Live performance video streaming service

OntheBoards.tv is an online streaming video service for contemporary performance, theater, and dance. Launched in 2010, the platform records and distributes recordings with pay-per-view, video download, and video streaming options.

== History ==

On the Boards is a theater in Seattle with high-definition video recording capabilities. Their online video streaming service, OntheBoards.tv, provides pay-per-view screenings of international theater and dance performances. The service launched in January 2010 as a three-year pilot with funds from the Wallace Foundation and DanceUSA as an alternative to low-quality theater recordings shot from the back of the house and rarely distributed. OntheBoards.tv offers rental prices and annual subscriptions. Artists receive a share of the profits.

By early 2010, the service had seven works. One production, The Shipment by Young Jean Lee, was filmed at On the Boards' Seattle theater with four high-definition cameras and an audio technician, and its video edited, with the playwright's input, by a Seattle production company. Other artists on the platform include Ralph Lemon and Tanja Liedtke, and other venues that have filmed performances include Performance Space New York, the Portland Institute for Contemporary Art, and the Fusebox Festival.

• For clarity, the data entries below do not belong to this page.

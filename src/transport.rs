use std::io;

use crate::{Frame, Rgb};

#[derive(thiserror::Error, Debug)]
pub enum TransportError {
	#[error("device disconnected")]
	Disconnected,
	#[error(transparent)]
	Io(#[from] io::Error),
	#[error("{0}")]
	Other(String),
}

/// Access to the USB device.
///
/// Every call is one control transfer which either completes or fails, controllers never
/// retry.
pub trait DeviceTransport {
	/// Sends a frame of LED data for one channel, see [`Frame::to_report`].
	fn send_frame(&mut self, frame: &Frame) -> Result<(), TransportError>;

	/// Sets one LED immediately, see [`Frame::immediate_report`].
	fn send_immediate(&mut self, channel: u8, index: u8, rgb: Rgb) -> Result<(), TransportError>;

	/// Reads the color the device currently shows on LED `index` of the first channel.
	fn read_color(&mut self, index: u8) -> Result<Rgb, TransportError>;
}

impl<T: DeviceTransport + ?Sized> DeviceTransport for &mut T {
	fn send_frame(&mut self, frame: &Frame) -> Result<(), TransportError> {
		(**self).send_frame(frame)
	}

	fn send_immediate(&mut self, channel: u8, index: u8, rgb: Rgb) -> Result<(), TransportError> {
		(**self).send_immediate(channel, index, rgb)
	}

	fn read_color(&mut self, index: u8) -> Result<Rgb, TransportError> {
		(**self).read_color(index)
	}
}

impl<T: DeviceTransport + ?Sized> DeviceTransport for Box<T> {
	fn send_frame(&mut self, frame: &Frame) -> Result<(), TransportError> {
		(**self).send_frame(frame)
	}

	fn send_immediate(&mut self, channel: u8, index: u8, rgb: Rgb) -> Result<(), TransportError> {
		(**self).send_immediate(channel, index, rgb)
	}

	fn read_color(&mut self, index: u8) -> Result<Rgb, TransportError> {
		(**self).read_color(index)
	}
}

The recordings are shot from points of view around the theater to make film adaptations of live experience rather than a documentation point of view. The production of such recordings tends to be too expensive to be accessible to contemporary performing artists, leaving little opportunity for preservation or distribution beyond a limited run, even as performances can take months to develop and provide minimal compensation or recognition.

The service sought to provide an archival medium for performance and market share for the arts in response to other video streaming services without performance. OntheBoards.tv's artistic director said that the act of recording and sharing is a way of asserting cultural importance, and while he deems live theater a "paramount" experience, was interested in exploring live art in the mediated experience of video streaming. The service also had self-reflexive impact on performance, as one company changed its work in response to viewing the recording and another artist noted how recordings tended to make a definitive version of a performance when part of the medium is the variation from each show's performers and audience. The service also introduced issues of copyright, misappropriation, business models, and sharing clips out of context.

A 2014 review in The New York Times found the video streaming quality to be uneven, and preferred to pay for and watch the show's single-download version. As of 2017, more than 100 universities and viewers across 157 countries had used the service.